[Stored items]
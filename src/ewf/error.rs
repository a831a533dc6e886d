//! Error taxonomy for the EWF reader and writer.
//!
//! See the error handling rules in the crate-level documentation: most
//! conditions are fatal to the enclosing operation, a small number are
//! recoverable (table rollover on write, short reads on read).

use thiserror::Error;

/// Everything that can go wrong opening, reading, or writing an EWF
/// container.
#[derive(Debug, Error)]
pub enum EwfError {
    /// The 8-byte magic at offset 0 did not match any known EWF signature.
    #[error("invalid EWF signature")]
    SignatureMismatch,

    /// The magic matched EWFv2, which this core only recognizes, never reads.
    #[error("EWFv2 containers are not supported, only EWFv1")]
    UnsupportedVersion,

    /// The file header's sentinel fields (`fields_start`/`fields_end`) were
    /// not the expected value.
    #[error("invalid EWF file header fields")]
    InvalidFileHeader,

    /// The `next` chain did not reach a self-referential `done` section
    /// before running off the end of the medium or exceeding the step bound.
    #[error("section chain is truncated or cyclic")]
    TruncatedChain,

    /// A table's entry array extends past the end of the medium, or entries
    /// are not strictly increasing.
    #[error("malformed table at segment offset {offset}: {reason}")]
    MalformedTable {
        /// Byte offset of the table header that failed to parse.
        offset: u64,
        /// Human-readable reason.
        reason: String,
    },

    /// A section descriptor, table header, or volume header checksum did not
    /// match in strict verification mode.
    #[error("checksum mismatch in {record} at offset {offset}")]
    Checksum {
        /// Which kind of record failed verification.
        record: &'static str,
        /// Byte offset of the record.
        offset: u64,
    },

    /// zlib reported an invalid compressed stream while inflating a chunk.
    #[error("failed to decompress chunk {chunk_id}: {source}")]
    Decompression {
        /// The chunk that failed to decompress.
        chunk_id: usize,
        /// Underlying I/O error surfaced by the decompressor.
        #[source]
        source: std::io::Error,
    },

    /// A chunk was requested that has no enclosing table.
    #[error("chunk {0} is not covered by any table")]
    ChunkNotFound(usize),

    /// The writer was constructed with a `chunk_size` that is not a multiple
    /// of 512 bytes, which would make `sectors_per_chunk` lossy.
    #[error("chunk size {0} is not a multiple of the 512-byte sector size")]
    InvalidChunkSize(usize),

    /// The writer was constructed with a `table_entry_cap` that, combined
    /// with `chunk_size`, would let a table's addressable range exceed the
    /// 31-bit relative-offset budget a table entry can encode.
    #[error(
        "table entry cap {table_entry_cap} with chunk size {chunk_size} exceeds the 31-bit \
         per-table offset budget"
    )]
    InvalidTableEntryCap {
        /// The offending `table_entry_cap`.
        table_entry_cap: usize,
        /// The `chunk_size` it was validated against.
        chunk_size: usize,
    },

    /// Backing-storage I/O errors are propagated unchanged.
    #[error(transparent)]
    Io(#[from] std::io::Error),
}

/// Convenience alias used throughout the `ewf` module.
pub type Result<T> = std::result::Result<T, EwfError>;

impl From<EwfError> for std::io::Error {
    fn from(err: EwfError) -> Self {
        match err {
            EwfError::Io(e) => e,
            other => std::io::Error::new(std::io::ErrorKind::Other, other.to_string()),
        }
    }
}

* * *

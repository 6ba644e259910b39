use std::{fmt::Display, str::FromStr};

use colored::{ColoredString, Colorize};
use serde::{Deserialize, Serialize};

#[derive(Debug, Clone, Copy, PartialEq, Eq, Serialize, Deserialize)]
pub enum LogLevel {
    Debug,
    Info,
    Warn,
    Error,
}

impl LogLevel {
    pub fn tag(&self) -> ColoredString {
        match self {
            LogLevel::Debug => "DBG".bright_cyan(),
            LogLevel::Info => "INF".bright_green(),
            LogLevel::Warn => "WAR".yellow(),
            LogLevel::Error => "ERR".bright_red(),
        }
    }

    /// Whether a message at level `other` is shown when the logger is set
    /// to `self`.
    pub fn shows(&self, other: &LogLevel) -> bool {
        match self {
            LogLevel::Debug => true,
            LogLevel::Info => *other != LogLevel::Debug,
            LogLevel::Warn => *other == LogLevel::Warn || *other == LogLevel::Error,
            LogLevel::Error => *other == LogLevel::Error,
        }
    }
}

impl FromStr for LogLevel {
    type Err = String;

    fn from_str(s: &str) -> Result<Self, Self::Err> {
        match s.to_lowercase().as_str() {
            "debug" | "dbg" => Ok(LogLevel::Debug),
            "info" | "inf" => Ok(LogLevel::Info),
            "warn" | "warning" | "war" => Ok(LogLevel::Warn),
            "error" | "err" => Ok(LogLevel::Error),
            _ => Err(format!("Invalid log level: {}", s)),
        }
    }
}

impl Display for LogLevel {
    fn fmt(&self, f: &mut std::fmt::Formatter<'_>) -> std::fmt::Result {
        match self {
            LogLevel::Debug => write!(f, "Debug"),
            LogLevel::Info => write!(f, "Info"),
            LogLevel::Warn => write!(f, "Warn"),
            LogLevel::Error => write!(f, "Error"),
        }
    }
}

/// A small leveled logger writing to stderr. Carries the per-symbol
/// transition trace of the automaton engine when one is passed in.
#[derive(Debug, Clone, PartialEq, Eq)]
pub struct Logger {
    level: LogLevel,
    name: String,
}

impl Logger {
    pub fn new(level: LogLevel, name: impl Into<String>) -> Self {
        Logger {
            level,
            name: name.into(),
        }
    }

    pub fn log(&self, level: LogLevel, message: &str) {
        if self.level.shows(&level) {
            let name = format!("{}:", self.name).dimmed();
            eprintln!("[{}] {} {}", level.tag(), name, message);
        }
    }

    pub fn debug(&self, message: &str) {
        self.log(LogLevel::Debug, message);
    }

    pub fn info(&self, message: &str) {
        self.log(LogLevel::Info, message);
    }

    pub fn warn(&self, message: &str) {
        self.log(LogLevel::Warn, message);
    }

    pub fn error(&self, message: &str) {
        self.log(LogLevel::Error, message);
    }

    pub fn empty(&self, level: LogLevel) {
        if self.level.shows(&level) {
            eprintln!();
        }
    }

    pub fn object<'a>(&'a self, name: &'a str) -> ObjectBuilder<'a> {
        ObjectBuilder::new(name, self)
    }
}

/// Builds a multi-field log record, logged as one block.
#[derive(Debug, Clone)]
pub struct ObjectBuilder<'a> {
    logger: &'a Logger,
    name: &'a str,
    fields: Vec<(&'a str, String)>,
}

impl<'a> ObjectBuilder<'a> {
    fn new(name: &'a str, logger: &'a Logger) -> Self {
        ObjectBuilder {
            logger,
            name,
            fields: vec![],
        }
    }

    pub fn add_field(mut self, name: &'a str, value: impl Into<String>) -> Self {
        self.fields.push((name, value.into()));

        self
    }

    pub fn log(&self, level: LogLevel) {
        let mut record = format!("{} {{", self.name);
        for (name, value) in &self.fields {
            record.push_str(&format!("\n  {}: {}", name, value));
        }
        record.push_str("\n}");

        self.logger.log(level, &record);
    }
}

• _Exercise instructions_: Reproduce, character for character, only the lines of the preceding data that start at the line with "impl Display for" and end at the line with "#[derive(Debug, Clone, PartialEq, Eq)]", both included.

• _Exercise solution_:
impl Display for LogLevel {
    fn fmt(&self, f: &mut std::fmt::Formatter<'_>) -> std::fmt::Result {
        match self {
            LogLevel::Debug => write!(f, "Debug"),
            LogLevel::Info => write!(f, "Info"),
            LogLevel::Warn => write!(f, "Warn"),
            LogLevel::Error => write!(f, "Error"),
        }
    }
}

/// A small leveled logger writing to stderr. Carries the per-symbol
/// transition trace of the automaton engine when one is passed in.
#[derive(Debug, Clone, PartialEq, Eq)]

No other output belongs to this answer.